'''
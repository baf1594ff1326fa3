use thiserror::Error;

#[derive(Error, Debug)]
pub enum SalesAnalyticsError {
    #[error("Invalid configuration: {0}")]
    InvalidConfig(String),

    #[error("Invalid filter input for {field}: '{value}'")]
    InvalidFilterInput { field: String, value: String },

    #[error("Revenue conservation violation in {grouping}: expected {expected}, grouped total {actual} (difference {difference})")]
    RevenueConservationViolation {
        grouping: String,
        expected: f64,
        actual: f64,
        difference: f64,
    },

    #[error("Malformed enriched record: {0}")]
    MalformedDumpLine(String),

    #[cfg(feature = "catalog")]
    #[error("Catalog request failed: {0}")]
    CatalogRequest(#[from] reqwest::Error),

    #[error("Catalog returned status {0}")]
    CatalogStatus(u16),

    #[error("Catalog response malformed: {0}")]
    CatalogMalformed(String),

    #[error("Delimited data error: {0}")]
    DelimitedData(#[from] csv::Error),

    #[error("Serialization error: {0}")]
    SerializationError(#[from] serde_json::Error),

    #[error("IO error: {0}")]
    IoError(#[from] std::io::Error),
}

impl SalesAnalyticsError {
    /// Failures of the catalog fetch that the pipeline survives by running
    /// with an empty catalog.
    pub fn is_catalog_degradation(&self) -> bool {
        match self {
            #[cfg(feature = "catalog")]
            SalesAnalyticsError::CatalogRequest(_) => true,
            SalesAnalyticsError::CatalogStatus(_) | SalesAnalyticsError::CatalogMalformed(_) => {
                true
            }
            _ => false,
        }
    }
}

pub type Result<T> = std::result::Result<T, SalesAnalyticsError>;
use chrono::NaiveDate;
use std::cmp::Ordering;

pub const DATE_FORMAT: &str = "%Y-%m-%d";

pub fn round2(value: f64) -> f64 {
    (value * 100.0).round() / 100.0
}

/// `part / whole * 100`, or 0.0 when `whole` is zero.
pub fn percentage(part: f64, whole: f64) -> f64 {
    if whole == 0.0 {
        0.0
    } else {
        part / whole * 100.0
    }
}

pub fn parse_sales_date(date: &str) -> Option<NaiveDate> {
    NaiveDate::parse_from_str(date.trim(), DATE_FORMAT).ok()
}

/// Orders two transaction dates chronologically. Dates that don't parse sort
/// after every parseable date, and lexically among themselves.
pub fn compare_sales_dates(a: &str, b: &str) -> Ordering {
    match (parse_sales_date(a), parse_sales_date(b)) {
        (Some(x), Some(y)) => x.cmp(&y).then_with(|| a.cmp(b)),
        (Some(_), None) => Ordering::Less,
        (None, Some(_)) => Ordering::Greater,
        (None, None) => a.cmp(b),
    }
}

/// Formats a value with thousands separators and two decimals, e.g.
/// `1234567.891` becomes `1,234,567.89`.
pub fn format_amount(value: f64) -> String {
    let formatted = format!("{:.2}", value.abs());
    let (integer, fraction) = formatted.split_once('.').unwrap_or((formatted.as_str(), "00"));

    let mut grouped = String::with_capacity(integer.len() + integer.len() / 3);
    for (i, digit) in integer.chars().enumerate() {
        if i > 0 && (integer.len() - i) % 3 == 0 {
            grouped.push(',');
        }
        grouped.push(digit);
    }

    let sign = if value < 0.0 && formatted != "0.00" { "-" } else { "" };
    format!("{}{}.{}", sign, grouped, fraction)
}
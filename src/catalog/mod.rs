#[cfg(feature = "catalog")]
pub mod client;
pub mod dump;

#[cfg(feature = "catalog")]
pub use client::*;
pub use dump::*;

use crate::schema::{CatalogEntry, CatalogProduct, EnrichedTransaction, ProductMapping, Transaction};
use crate::utils::percentage;
use log::debug;
use serde::{Deserialize, Serialize};
use std::collections::HashSet;

/// Indexes catalog products by id. Products without an id are skipped; a
/// later duplicate id replaces an earlier one.
pub fn create_product_mapping(products: &[CatalogProduct]) -> ProductMapping {
    let mut mapping = ProductMapping::new();
    let mut skipped = 0;

    for product in products {
        let Some(id) = product.id else {
            skipped += 1;
            continue;
        };

        mapping.insert(
            id,
            CatalogEntry {
                title: product.title.clone(),
                category: product.category.clone(),
                brand: product.brand.clone(),
                rating: product.rating,
            },
        );
    }

    if skipped > 0 {
        debug!("Skipped {} catalog products without an id", skipped);
    }

    mapping
}

/// Catalog key of a product id: everything after the one-character prefix,
/// parsed as an integer. `"P2001"` gives `Some(2001)`.
pub fn catalog_key(product_id: &str) -> Option<u64> {
    let mut chars = product_id.chars();
    chars.next()?;
    chars.as_str().trim().parse().ok()
}

pub fn enrich_transaction(tx: &Transaction, mapping: &ProductMapping) -> EnrichedTransaction {
    match catalog_key(&tx.product_id).and_then(|key| mapping.get(&key)) {
        Some(entry) => EnrichedTransaction {
            transaction: tx.clone(),
            api_category: entry.category.clone(),
            api_brand: entry.brand.clone(),
            api_rating: entry.rating,
            api_match: true,
        },
        None => EnrichedTransaction {
            transaction: tx.clone(),
            api_category: None,
            api_brand: None,
            api_rating: None,
            api_match: false,
        },
    }
}

pub fn enrich_sales_data(
    transactions: &[Transaction],
    mapping: &ProductMapping,
) -> Vec<EnrichedTransaction> {
    let enriched: Vec<EnrichedTransaction> = transactions
        .iter()
        .map(|tx| enrich_transaction(tx, mapping))
        .collect();

    debug!(
        "Enriched {} of {} transactions against {} catalog entries",
        enriched.iter().filter(|e| e.api_match).count(),
        enriched.len(),
        mapping.len()
    );

    enriched
}

#[derive(Debug, Clone, PartialEq, Serialize, Deserialize)]
pub struct EnrichmentSummary {
    pub total: usize,
    pub matched: usize,
    /// Percentage of matched records; 0.0 when there are none.
    pub success_rate: f64,
    /// Product names that found no catalog entry, first-seen order, no
    /// duplicates.
    pub failed_products: Vec<String>,
}

impl EnrichmentSummary {
    pub fn from_enriched(enriched: &[EnrichedTransaction]) -> Self {
        let matched = enriched.iter().filter(|e| e.api_match).count();

        let mut seen = HashSet::new();
        let failed_products = enriched
            .iter()
            .filter(|e| !e.api_match)
            .map(|e| e.transaction.product_name.as_str())
            .filter(|name| seen.insert(*name))
            .map(str::to_string)
            .collect();

        Self {
            total: enriched.len(),
            matched,
            success_rate: percentage(matched as f64, enriched.len() as f64),
            failed_products,
        }
    }
}
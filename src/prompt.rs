use crate::error::{Result, SalesAnalyticsError};
use crate::schema::FilterCriteria;
use crate::utils::format_amount;
use crate::validation::FilterOptions;
use std::io::{BufRead, Write};

/// Interactive filter prompt over any line-based input and output.
pub struct FilterPrompt<R, W> {
    input: R,
    output: W,
}

impl<R: BufRead, W: Write> FilterPrompt<R, W> {
    pub fn new(input: R, output: W) -> Self {
        Self { input, output }
    }

    fn ask(&mut self, question: &str) -> Result<String> {
        write!(self.output, "{}", question)?;
        self.output.flush()?;

        let mut line = String::new();
        self.input.read_line(&mut line)?;
        Ok(line.trim().to_string())
    }

    fn ask_amount(&mut self, question: &str, field: &str) -> Result<Option<f64>> {
        let answer = self.ask(question)?;
        if answer.is_empty() {
            return Ok(None);
        }

        answer
            .replace(',', "")
            .parse::<f64>()
            .ok()
            .filter(|v| v.is_finite())
            .map(Some)
            .ok_or_else(|| SalesAnalyticsError::InvalidFilterInput {
                field: field.to_string(),
                value: answer.clone(),
            })
    }

    pub fn show_options(&mut self, options: &FilterOptions) -> Result<()> {
        writeln!(self.output, "Filter Options Available:")?;
        writeln!(self.output, "Regions: {}", options.regions.join(", "))?;
        match options.amount_range {
            Some((lo, hi)) => writeln!(
                self.output,
                "Amount Range: {} - {}",
                format_amount(lo),
                format_amount(hi)
            )?,
            None => writeln!(self.output, "Amount Range: N/A")?,
        }
        writeln!(self.output)?;
        Ok(())
    }

    /// Asks whether to filter and, if so, for each filter. Blank answers
    /// leave that filter unset. End of input counts as "no".
    pub fn read_criteria(&mut self) -> Result<FilterCriteria> {
        let choice = self.ask("Do you want to filter data? (y/n): ")?;
        if !choice.eq_ignore_ascii_case("y") {
            return Ok(FilterCriteria::default());
        }

        let region = self.ask("Enter region (or press Enter to skip): ")?;
        let min_amount = self.ask_amount("Enter minimum amount (or press Enter to skip): ", "minimum amount")?;
        let max_amount = self.ask_amount("Enter maximum amount (or press Enter to skip): ", "maximum amount")?;

        Ok(FilterCriteria {
            region: (!region.is_empty()).then_some(region),
            min_amount,
            max_amount,
        })
    }
}

#[cfg(test)]
mod tests {
    use super::*;
    use std::io::Cursor;

    fn run(input: &str) -> (Result<FilterCriteria>, String) {
        let mut output = Vec::new();
        let result = FilterPrompt::new(Cursor::new(input.as_bytes()), &mut output).read_criteria();
        (result, String::from_utf8(output).unwrap())
    }

    #[test]
    fn test_declining_sets_no_filters() {
        let (criteria, output) = run("n\n");
        assert!(criteria.unwrap().is_empty());
        assert!(output.contains("Do you want to filter data?"));
        assert!(!output.contains("Enter region"));
    }

    #[test]
    fn test_all_filters() {
        let (criteria, _) = run("Y\nNorth\n500\n1,500.50\n");
        let criteria = criteria.unwrap();
        assert_eq!(criteria.region.as_deref(), Some("North"));
        assert_eq!(criteria.min_amount, Some(500.0));
        assert_eq!(criteria.max_amount, Some(1500.5));
    }

    #[test]
    fn test_blank_answers_skip_filters() {
        let (criteria, _) = run("y\n\n\n250\n");
        let criteria = criteria.unwrap();
        assert_eq!(criteria.region, None);
        assert_eq!(criteria.min_amount, None);
        assert_eq!(criteria.max_amount, Some(250.0));
    }

    #[test]
    fn test_end_of_input_means_no() {
        let (criteria, _) = run("");
        assert!(criteria.unwrap().is_empty());
    }

    #[test]
    fn test_bad_amount_is_an_error() {
        let (criteria, _) = run("y\n\nlots\n");
        assert!(matches!(
            criteria,
            Err(SalesAnalyticsError::InvalidFilterInput { .. })
        ));
    }

    #[test]
    fn test_show_options() {
        let mut output = Vec::new();
        let options = FilterOptions {
            regions: vec!["East".to_string(), "North".to_string()],
            amount_range: Some((120.0, 45000.0)),
        };
        FilterPrompt::new(Cursor::new(&b""[..]), &mut output)
            .show_options(&options)
            .unwrap();

        let text = String::from_utf8(output).unwrap();
        assert!(text.contains("Regions: East, North"));
        assert!(text.contains("Amount Range: 120.00 - 45,000.00"));
    }
}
'''
WORK REQUIRED:
Find the lines above that contain the word "choice" and copy each one.

WRITTEN SOLUTION:
        let choice = self.ask("Do you want to filter data? (y/n): ")?;
        if !choice.eq_ignore_ascii_case("y") {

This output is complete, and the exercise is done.